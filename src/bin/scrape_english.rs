use anyhow::Result;
use misconceptions::{config::Config, extractor::Language, pipeline};

#[tokio::main]
async fn main() -> Result<()> {
    misconceptions::init_tracing();

    let config = Config::from_env()?;
    pipeline::scrape_language(&config, Language::English).await?;
    Ok(())
}
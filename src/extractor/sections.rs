use scraper::{ElementRef, Html, Selector};
use tracing::debug;

use crate::extractor::{cleaner::clean_text, profile::LanguageProfile, reject};

/// Content container candidates, most specific first.
pub const CONTENT_SELECTORS: [&str; 3] =
    ["div#mw-content-text", "div.mw-parser-output", "div#bodyContent"];

const TOC_META_SELECTOR: &str = r#"meta[property="mw:PageProp/toc"]"#;

const HEADING_TAGS: [&str; 3] = ["h2", "h3", "h4"];

/// A top-level list together with the section it belongs to.
#[derive(Debug, Clone)]
pub struct SectionList<'a> {
    pub list: ElementRef<'a>,
    pub category: String,
}

fn select_first<'a>(scope: ElementRef<'a>, css: &str) -> Option<ElementRef<'a>> {
    let selector = Selector::parse(css).ok()?;
    scope.select(&selector).next()
}

/// The main article container, or `None` if the page layout is unknown.
pub fn content_container(document: &Html) -> Option<ElementRef<'_>> {
    CONTENT_SELECTORS
        .iter()
        .find_map(|css| select_first(document.root_element(), css))
}

/// Where to look for lists inside the container.
///
/// Spanish Wikipedia pages carry a `mw:PageProp/toc` meta element; when a
/// parser keeps list markup inside it, that element is the narrower search
/// area. HTML5 parsers treat `<meta>` as void, in which case the container
/// is used.
pub fn search_area<'a>(container: ElementRef<'a>, profile: &LanguageProfile) -> ElementRef<'a> {
    if !profile.toc_meta_area {
        return container;
    }

    match select_first(container, TOC_META_SELECTOR) {
        Some(meta) if select_first(meta, "ul").is_some() => meta,
        _ => container,
    }
}

fn is_heading(element: &ElementRef<'_>) -> bool {
    HEADING_TAGS.contains(&element.value().name())
}

fn is_nested_list(list: &ElementRef<'_>) -> bool {
    list.parent()
        .and_then(ElementRef::wrap)
        .is_some_and(|parent| parent.value().name() == "li")
}

/// Heading text with the edit-link suffix removed.
pub fn heading_text(heading: ElementRef<'_>, profile: &LanguageProfile) -> String {
    let text: String = heading.text().collect();
    text.trim().replace(profile.edit_suffix, "").trim().to_string()
}

/// Top-level lists in `area`, each paired with the nearest preceding
/// `h2`-`h4` in document order.
///
/// Lists nested in a list item are dropped, as are lists with no preceding
/// heading or whose heading is a structural section.
pub fn section_lists<'a>(
    document: &'a Html,
    area: ElementRef<'a>,
    profile: &LanguageProfile,
) -> Vec<SectionList<'a>> {
    let mut lists = Vec::new();
    let mut last_heading: Option<ElementRef<'a>> = None;

    // Headings outside the search area still count as preceding a list.
    for element in document.root_element().descendants().filter_map(ElementRef::wrap) {
        if is_heading(&element) {
            last_heading = Some(element);
            continue;
        }

        if element.value().name() != "ul" || is_nested_list(&element) {
            continue;
        }

        if !element.ancestors().any(|ancestor| ancestor.id() == area.id()) {
            continue;
        }

        let Some(heading) = last_heading else {
            debug!("Skipping list with no preceding heading");
            continue;
        };

        let category = heading_text(heading, profile);
        if reject::is_structural_section(&category, profile) {
            debug!(section = %category, "Skipping structural section");
            continue;
        }

        lists.push(SectionList {
            list: element,
            category,
        });
    }

    lists
}

fn in_reflist(item: &ElementRef<'_>) -> bool {
    item.ancestors()
        .filter_map(ElementRef::wrap)
        .any(|ancestor| ancestor.value().classes().any(|class| class == "reflist"))
}

/// Cleaned text of each direct `li` child of `list`.
pub fn list_items<'a>(
    list: ElementRef<'a>,
    profile: &'a LanguageProfile,
) -> impl Iterator<Item = String> + 'a {
    list.children()
        .filter_map(ElementRef::wrap)
        .filter(|child| child.value().name() == "li")
        .filter(move |item| !(profile.skip_reflist && in_reflist(item)))
        .map(|item| clean_text(&item.text().collect::<String>()))
}
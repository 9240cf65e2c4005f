//! Ordered per-language collections of misconceptions and their JSON files.

use std::fs;
use std::path::{Path, PathBuf};

use serde::{Deserialize, Serialize};
use thiserror::Error;
use tracing::info;

use crate::extractor::RawMisconception;

/// One misconception as persisted. Field order is the on-disk order.
#[derive(Debug, Clone, PartialEq, Eq, Serialize, Deserialize)]
pub struct Misconception {
    pub id: u32,
    pub text: String,
    pub category: String,
    pub source_url: String,
}

#[derive(Error, Debug)]
pub enum StoreError {
    #[error("io error on {path}: {source}")]
    Io {
        path: PathBuf,
        #[source]
        source: std::io::Error,
    },

    #[error("invalid json in {path}: {source}")]
    Json {
        path: PathBuf,
        #[source]
        source: serde_json::Error,
    },
}

/// The records of one language, in order.
#[derive(Debug, Clone, Default, PartialEq, Eq)]
pub struct MisconceptionStore {
    records: Vec<Misconception>,
}

impl MisconceptionStore {
    pub fn new(records: Vec<Misconception>) -> Self {
        Self { records }
    }

    /// Number raw records 1..=n in the order given.
    pub fn from_raw(raw: impl IntoIterator<Item = RawMisconception>) -> Self {
        let records = raw
            .into_iter()
            .zip(1..)
            .map(|(r, id)| Misconception {
                id,
                text: r.text,
                category: r.category,
                source_url: r.source_url,
            })
            .collect();
        Self { records }
    }

    pub fn load(path: &Path) -> Result<Self, StoreError> {
        let data = fs::read_to_string(path).map_err(|source| StoreError::Io {
            path: path.to_path_buf(),
            source,
        })?;
        let records = serde_json::from_str(&data).map_err(|source| StoreError::Json {
            path: path.to_path_buf(),
            source,
        })?;
        Ok(Self { records })
    }

    /// Write as a pretty-printed UTF-8 JSON array, creating parent
    /// directories as needed.
    pub fn save(&self, path: &Path) -> Result<(), StoreError> {
        let io_err = |source| StoreError::Io {
            path: path.to_path_buf(),
            source,
        };

        if let Some(parent) = path.parent()
            && !parent.as_os_str().is_empty()
        {
            fs::create_dir_all(parent).map_err(io_err)?;
        }

        let mut json = serde_json::to_string_pretty(&self.records).map_err(|source| {
            StoreError::Json {
                path: path.to_path_buf(),
                source,
            }
        })?;
        json.push('\n');
        fs::write(path, json).map_err(io_err)?;

        info!("Saved {} records to {}", self.records.len(), path.display());
        Ok(())
    }

    /// Stable sort by ID.
    pub fn sort_by_id(&mut self) {
        self.records.sort_by_key(|r| r.id);
    }

    pub fn records(&self) -> &[Misconception] {
        &self.records
    }

    pub fn records_mut(&mut self) -> &mut [Misconception] {
        &mut self.records
    }

    pub fn len(&self) -> usize {
        self.records.len()
    }

    pub fn is_empty(&self) -> bool {
        self.records.is_empty()
    }
}
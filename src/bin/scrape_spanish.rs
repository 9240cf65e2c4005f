use anyhow::Result;
use misconceptions::{config::Config, extractor::Language, pipeline};

#[tokio::main]
async fn main() -> Result<()> {
    misconceptions::init_tracing();

    let config = Config::from_env()?;
    pipeline::scrape_language(&config, Language::Spanish).await?;
    Ok(())
}
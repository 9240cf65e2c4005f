use anyhow::Result;
use misconceptions::{config::Config, pipeline};

fn main() -> Result<()> {
    misconceptions::init_tracing();

    let config = Config::from_env()?;
    let summary = pipeline::match_configured(&config)?;
    println!("\nUpdated files saved!\n{}", summary);
    Ok(())
}
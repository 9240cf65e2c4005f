use std::fs;

use scraper::Html;

use crate::extractor::profile::{ENGLISH, SPANISH};
use crate::extractor::{extract_page, extract_records};

const EN_URL: &str = "https://en.wikipedia.org/wiki/List_of_common_misconceptions_about_history";
const ES_URL: &str = "https://es.wikipedia.org/wiki/Anexo:Falsos_mitos";

fn fixture(name: &str) -> String {
    fs::read_to_string(format!("src/extractor/tests/fixtures/{}", name))
        .expect("Failed to read test fixture")
}

#[test]
fn test_extract_english_page() {
    let records = extract_page(&fixture("english.html"), EN_URL, "History", &ENGLISH);

    assert_eq!(records.len(), 3);

    assert_eq!(
        records[0].text,
        "Julius Caesar was not born via caesarean section. Such a procedure would have been fatal to the mother."
    );
    assert_eq!(records[0].category, "Ancient history");
    assert_eq!(records[0].source_url, format!("{}#Ancient_history", EN_URL));

    // sub-bullets are not records of their own, but their text stays in the parent item
    assert!(records[1].text.starts_with("Vikings did not wear horned helmets in battle."));
    assert!(records[1].text.contains("Wagner"));

    assert_eq!(records[2].category, "Modern history");
    assert!(records[2].text.starts_with("Napoleon was not especially short"));
}

#[test]
fn test_english_records_respect_filters() {
    let records = extract_page(&fixture("english.html"), EN_URL, "History", &ENGLISH);

    for record in &records {
        assert!(record.text.chars().count() > 20);
        assert!(!record.text.starts_with("Main article:"));
        assert!(!record.text.starts_with("Further information:"));
        assert!(!record.text.contains("[1]"));
        assert_ne!(record.category, "See also");
        assert_ne!(record.category, "References");
    }
    assert!(!records.iter().any(|r| r.text.starts_with("Nested detail")));
    assert!(!records.iter().any(|r| r.text.starts_with("Lead list")));
}

#[test]
fn test_extract_spanish_page() {
    let records = extract_page(&fixture("spanish.html"), ES_URL, "Falsos mitos", &SPANISH);

    let texts: Vec<&str> = records.iter().map(|r| r.text.as_str()).collect();
    assert_eq!(texts.len(), 3, "unexpected records: {:?}", texts);

    assert_eq!(
        texts[0],
        "Napoleón Bonaparte no era bajo: medía alrededor de 1,69 metros, una estatura normal en su época."
    );
    assert_eq!(texts[1], "Los vikingos no usaban cascos con cuernos.");
    assert!(texts[2].starts_with("Los murciélagos no son ciegos"));

    assert_eq!(records[0].category, "Historia");
    assert_eq!(records[2].category, "Ciencia y naturaleza");
    assert_eq!(records[2].source_url, format!("{}#Ciencia_y_naturaleza", ES_URL));

    assert!(!texts.iter().any(|t| t.contains("ISBN")));
    assert!(!records.iter().any(|r| r.category == "Bibliografía"));
}

#[test]
fn test_missing_container_yields_nothing() {
    let html = "<html><body><h2>Heading</h2><ul><li>An item that would otherwise be long enough</li></ul></body></html>";
    let records = extract_page(html, EN_URL, "History", &ENGLISH);
    assert!(records.is_empty());
}

#[test]
fn test_items_are_yielded_in_document_order() {
    let document = Html::parse_document(&fixture("english.html"));
    let mut records = extract_records(&document, EN_URL, &ENGLISH);

    let first = records.next().unwrap();
    assert!(first.text.starts_with("Julius Caesar"));
    let rest: Vec<_> = records.collect();
    assert_eq!(rest.len(), 2);
}

#[test]
fn test_malformed_html() {
    let html = r#"<div id="mw-content-text"><h2>Broken<ul><li>Unclosed item with enough text in it<li>Second unclosed item with text"#;
    // html5ever recovers; the only requirement is no panic and clean output
    for record in extract_page(html, EN_URL, "History", &ENGLISH) {
        assert!(record.text.chars().count() > 20);
    }
}

#[cfg(feature = "fuzz")]
mod fuzz {
    use super::*;
    use proptest::prelude::*;

    proptest! {
        #[test]
        fn test_extract_never_panics(html in ".*") {
            let _ = extract_page(&html, EN_URL, "History", &ENGLISH);
            let _ = extract_page(&html, ES_URL, "Falsos mitos", &SPANISH);
        }

        #[test]
        fn test_items_always_pass_filters(
            items in proptest::collection::vec("[a-zA-Z ^:\\[\\]0-9]{0,60}", 0..8),
        ) {
            let body: String = items.iter().map(|i| format!("<li>{}</li>", i)).collect();
            let html = format!(r#"<div id="mw-content-text"><h2>Topic</h2><ul>{}</ul></div>"#, body);
            for record in extract_page(&html, EN_URL, "History", &ENGLISH) {
                prop_assert!(record.text.chars().count() > 20);
                prop_assert!(!record.text.starts_with('^'));
                prop_assert!(!record.text.starts_with("Main article:"));
            }
        }
    }
}
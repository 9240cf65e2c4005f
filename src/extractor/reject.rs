use crate::extractor::profile::LanguageProfile;

/// Whether a heading names a structural section whose lists are not content.
pub fn is_structural_section(heading: &str, profile: &LanguageProfile) -> bool {
    heading.is_empty() || profile.skip_sections.contains(&heading)
}

/// Whether a cleaned list item should be dropped.
pub fn should_reject(text: &str, profile: &LanguageProfile) -> bool {
    if text.chars().count() <= profile.min_text_len {
        return true;
    }

    if profile
        .skip_prefixes
        .iter()
        .any(|prefix| text.starts_with(prefix))
    {
        return true;
    }

    if let Some(window) = profile.isbn_window {
        let head: String = text.chars().take(window).collect();
        if head.contains("ISBN") {
            return true;
        }
    }

    false
}

#[cfg(test)]
mod tests {
    use super::*;
    use crate::extractor::profile::{ENGLISH, SPANISH};

    #[test]
    fn test_reject_short_items() {
        // exactly 20 characters is still too short
        assert!(should_reject("abcdefghijklmnopqrst", &ENGLISH));
        assert!(!should_reject("abcdefghijklmnopqrstu", &ENGLISH));
        assert!(should_reject("abcdefghijklmnopqrstu", &SPANISH));
    }

    #[test]
    fn test_length_counts_characters_not_bytes() {
        // 20 characters, 25 bytes
        let text = "ñññññáéíóú0123456789";
        assert_eq!(text.chars().count(), 20);
        assert!(should_reject(text, &ENGLISH));
    }

    #[test]
    fn test_reject_cross_reference_prefixes() {
        assert!(should_reject(
            "Main article: Common misconceptions about history",
            &ENGLISH
        ));
        assert!(should_reject("^ Smith, John (2004). A Book Title.", &ENGLISH));
        assert!(should_reject(
            "Artículo principal: Mitos sobre la Edad Media en Europa",
            &SPANISH
        ));
        assert!(!should_reject(
            "Napoleon was not especially short for a Frenchman of his time.",
            &ENGLISH
        ));
    }

    #[test]
    fn test_reject_isbn_only_near_start_in_spanish() {
        let citation = "García, Juan (1999). Mitos. Madrid: Alianza. ISBN 978-84-206-0000-0.";
        assert!(should_reject(citation, &SPANISH));
        assert!(!should_reject(citation, &ENGLISH));

        let late = format!("{} ISBN 978-84-206-0000-0", "a".repeat(60));
        assert!(!should_reject(&late, &SPANISH));
    }

    #[test]
    fn test_structural_sections() {
        assert!(is_structural_section("See also", &ENGLISH));
        assert!(is_structural_section("Bibliografía", &SPANISH));
        assert!(is_structural_section("", &SPANISH));
        assert!(!is_structural_section("History", &ENGLISH));
        // lists are language specific
        assert!(!is_structural_section("Referencias", &ENGLISH));
    }
}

· · · · ·

» Problem to work on
Extract all lines from the material above that include the word "Option".

» Expected answer
fn select_first<'a>(scope: ElementRef<'a>, css: &str) -> Option<ElementRef<'a>> {
pub fn content_container(document: &Html) -> Option<ElementRef<'_>> {
    let mut last_heading: Option<ElementRef<'a>> = None;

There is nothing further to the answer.